Governments are inefficient for the same reason that dogs bark. It's part of their DNA. There's no way to change it. The DNA of a dog is biologic. The DNA of a government and why it will always be inefficient is determined by the manner in which it spends. In all of life there are just four ways to spend money:
The first is when people use their own money to buy something for themselves. When they do, they look for the best value at the best price. They hunt for bargains and greatly inconvenience themselves to find them. This is why ranchers and farmers haggle with equipment dealers and why thousands of stores across the country put items on sale.
The second way to spend is when people use their own money to buy something for someone else. They still want a bargain, but aren't as interested in pleasing the recipient as they would be if they were buying for themselves.
The third way to spend is to use other people's money to buy something for you. People in this position buy exactly what they want, but price no longer matters. If we could all buy cars under this type of arrangement the world would be full of Porsches and BMWs.

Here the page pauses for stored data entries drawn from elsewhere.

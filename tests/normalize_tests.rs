//! Normalization of compact packs

mod common;

use common::{init_tracing, pack, value};
use senml::{Pack, Record, Unit, resolve_relative_time, to_senml_time};
use time::OffsetDateTime;

const DEVICE: &str = "urn:dev:ow:10e2073a01080063";

fn resolved(time: f64, unit: Unit, v: f64) -> Record {
    value(DEVICE, v).with_time(time).with_unit(unit)
}

#[test]
fn test_normalize_table() {
    init_tracing();

    let cases: Vec<(Pack, Pack)> = vec![
        (
            pack([
                value("", 20.0)
                    .with_base_name(DEVICE)
                    .with_base_time(1.320067464e+09)
                    .with_base_unit(Unit::RELATIVE_HUMIDITY),
                value("", 24.30621).with_unit(Unit::DEGREES_LONGITUDE),
                value("", 60.07965).with_unit(Unit::DEGREES_LATITUDE),
                value("", 20.3).with_time(60.0),
                value("", 24.30622).with_unit(Unit::DEGREES_LONGITUDE).with_time(60.0),
                value("", 60.07965).with_unit(Unit::DEGREES_LATITUDE).with_time(60.0),
                value("", 20.7).with_time(120.0),
                value("", 24.30623).with_unit(Unit::DEGREES_LONGITUDE).with_time(120.0),
                value("", 60.07966).with_unit(Unit::DEGREES_LATITUDE).with_time(120.0),
                value("", 98.0).with_unit(Unit::ENERGY_LEVEL).with_time(150.0),
            ]),
            pack([
                resolved(1.320067464e+09, Unit::RELATIVE_HUMIDITY, 20.0),
                resolved(1.320067464e+09, Unit::DEGREES_LONGITUDE, 24.30621),
                resolved(1.320067464e+09, Unit::DEGREES_LATITUDE, 60.07965),
                resolved(1.320067524e+09, Unit::RELATIVE_HUMIDITY, 20.3),
                resolved(1.320067524e+09, Unit::DEGREES_LONGITUDE, 24.30622),
                resolved(1.320067524e+09, Unit::DEGREES_LATITUDE, 60.07965),
                resolved(1.320067584e+09, Unit::RELATIVE_HUMIDITY, 20.7),
                resolved(1.320067584e+09, Unit::DEGREES_LONGITUDE, 24.30623),
                resolved(1.320067584e+09, Unit::DEGREES_LATITUDE, 60.07966),
                resolved(1.320067614e+09, Unit::ENERGY_LEVEL, 98.0),
            ]),
        ),
        (
            pack([Record::new().with_base_name("foo."), value("bar", 1.0)]),
            pack([value("foo.bar", 1.0)]),
        ),
        (
            pack([Record::new().with_base_value(1.0), value("foo", 1.0)]),
            pack([value("foo", 2.0)]),
        ),
        (
            pack([
                Record::new().with_base_sum(1.0),
                Record::new().with_name("foo").with_sum(1.0),
            ]),
            pack([Record::new().with_name("foo").with_sum(2.0)]),
        ),
        (
            pack([Record::new().with_base_time(1.0), value("foo", 1.0).with_time(1.0)]),
            pack([value("foo", 1.0).with_time(2.0)]),
        ),
        (
            pack([
                value("foo", 1.0).with_time(1.0),
                Record::with_bool_value("foo", true).with_time(1.0),
                Record::with_string_value("foo", "foo").with_time(1.0),
                Record::with_data_value("foo", vec![0x01, 0x02]).with_time(1.0),
                Record::new().with_name("foo").with_time(1.0).with_sum(1.0),
            ]),
            pack([
                value("foo", 1.0).with_time(1.0),
                Record::with_bool_value("foo", true).with_time(1.0),
                Record::with_string_value("foo", "foo").with_time(1.0),
                Record::with_data_value("foo", vec![0x01, 0x02]).with_time(1.0),
                Record::new().with_name("foo").with_time(1.0).with_sum(1.0),
            ]),
        ),
        (
            pack([value("foo", 1.0).with_time(2.0), value("foo", 2.0).with_time(1.0)]),
            pack([value("foo", 2.0).with_time(1.0), value("foo", 1.0).with_time(2.0)]),
        ),
    ];

    for (src, expected) in &cases {
        let normalized = src.normalize();
        assert!(
            normalized.equals(expected),
            "normalized version of {src:?} should be {expected:?}, not {normalized:?}"
        );
    }
}

#[test]
fn test_normalize_at_table() {
    init_tracing();

    let t0 = OffsetDateTime::now_utc();
    let reference = to_senml_time(t0);

    let cases: Vec<(Pack, Pack)> = vec![
        (
            pack([Record::new().with_base_name("foo."), value("bar", 1.0)]),
            pack([value("foo.bar", 1.0).with_time(reference)]),
        ),
        (
            pack([Record::new().with_base_name("foo."), value("bar", 1.0).with_time(1.0)]),
            pack([value("foo.bar", 1.0).with_time(reference + 1.0)]),
        ),
        (
            pack([
                Record::new().with_base_name("foo."),
                value("bar", 1.0).with_time(-268_435_457.0),
            ]),
            pack([value("foo.bar", 1.0).with_time(reference - 268_435_457.0)]),
        ),
        (
            pack([
                Record::new().with_base_name("foo."),
                value("bar", 1.0).with_time(268_435_456.0),
            ]),
            pack([value("foo.bar", 1.0).with_time(reference + 268_435_456.0)]),
        ),
        (
            pack([
                Record::new().with_base_name("foo."),
                value("bar", 1.0).with_time(268_435_457.0),
            ]),
            pack([value("foo.bar", 1.0).with_time(268_435_457.0)]),
        ),
    ];

    for (src, expected) in &cases {
        let normalized = src.normalize_at(t0);
        assert!(
            normalized.equals(expected),
            "normalized version of {src:?} should be {expected:?}, not {normalized:?}"
        );
    }
}

fn mixed_pack() -> Pack {
    pack([
        value("temp", 20.0)
            .with_base_name("urn:dev:mac:0024befffe804ff1/")
            .with_base_time(1_276_020_076.0)
            .with_base_unit(Unit::CELSIUS)
            .with_base_value(1.0)
            .with_version(10),
        value("temp", 21.0).with_time(-5.0),
        Record::new().with_base_sum(100.0),
        Record::new().with_name("energy").with_sum(3.0).with_time(-10.0),
        Record::with_string_value("state", "open").with_unit(Unit::SWITCH),
        Record::new().with_base_name("urn:dev:mac:0024befffe804ff2/"),
        Record::with_bool_value("door", false).with_time(7.0),
        Record::with_data_value("blob", vec![9, 8, 7]).with_time(-1.0),
    ])
}

#[test]
fn test_normalize_is_idempotent() {
    let once = mixed_pack().normalize();
    let twice = once.normalize();

    assert!(twice.equals(&once));
    assert_eq!(twice, once);
}

#[test]
fn test_normalize_mixed_pack() {
    let normalized = mixed_pack().normalize();

    assert_eq!(normalized.len(), 6);
    let summary: Vec<(&str, f64)> = normalized
        .iter()
        .map(|r| (r.name.as_str(), r.time))
        .collect();
    assert_eq!(
        summary,
        [
            ("urn:dev:mac:0024befffe804ff1/energy", 1_276_020_066.0),
            ("urn:dev:mac:0024befffe804ff1/temp", 1_276_020_071.0),
            ("urn:dev:mac:0024befffe804ff2/blob", 1_276_020_075.0),
            ("urn:dev:mac:0024befffe804ff1/temp", 1_276_020_076.0),
            ("urn:dev:mac:0024befffe804ff1/state", 1_276_020_076.0),
            ("urn:dev:mac:0024befffe804ff2/door", 1_276_020_083.0),
        ]
    );
    assert_eq!(normalized.records[0].sum, Some(103.0));
    assert_eq!(normalized.records[1].value, Some(22.0));
    assert_eq!(normalized.records[3].value, Some(21.0));
    assert_eq!(normalized.records[4].unit, Unit::SWITCH);
    assert!(normalized.iter().all(|r| r.version == 10));
    assert!(normalized.iter().all(|r| r.base_name.is_empty() && r.base_time == 0.0));
}

#[test]
fn test_normalize_at_matches_normalize() {
    let reference = OffsetDateTime::from_unix_timestamp(1_700_000_000).unwrap();
    let src = pack([
        value("a", 1.0).with_time(-30.0),
        value("b", 2.0).with_time(1_600_000_000.0),
        value("c", 3.0).with_time(268_435_456.0),
    ]);

    let anchored = src.normalize_at(reference);
    let mut expected = src.normalize();
    for r in expected.iter_mut() {
        r.time = resolve_relative_time(r.time, to_senml_time(reference));
    }

    assert!(anchored.equals(&expected));
}

#[test]
fn test_empty_and_base_only_packs() {
    assert!(Pack::new().normalize().is_empty());

    let base_only = pack([
        Record::new().with_base_name("x/").with_base_value(1.0),
        Record::new().with_base_unit(Unit::WATT),
    ]);
    assert!(base_only.normalize().is_empty());
}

The fourth and final way to spend is to use other people's money to buy something for someone else. As humorist P.J. O'Rourke says, if someone finds himself able to spend millions of dollars in this kind of a situation, "who would give a %$&# about efficiency?" This is the world that governments live in, and because they do, the idea that they can be made efficient is a fantasy.
Lots of people say that government should be run more like a business. The truth is that it can't run like a business. Businesses always spend their own money. Governments always spend yours. That's why politicians like Sheila Copps and Paul Martin can give grants to businesses they'd never buy shares in, and pass fists full of cash to special interest groups. If they were spending their own money things would be very different.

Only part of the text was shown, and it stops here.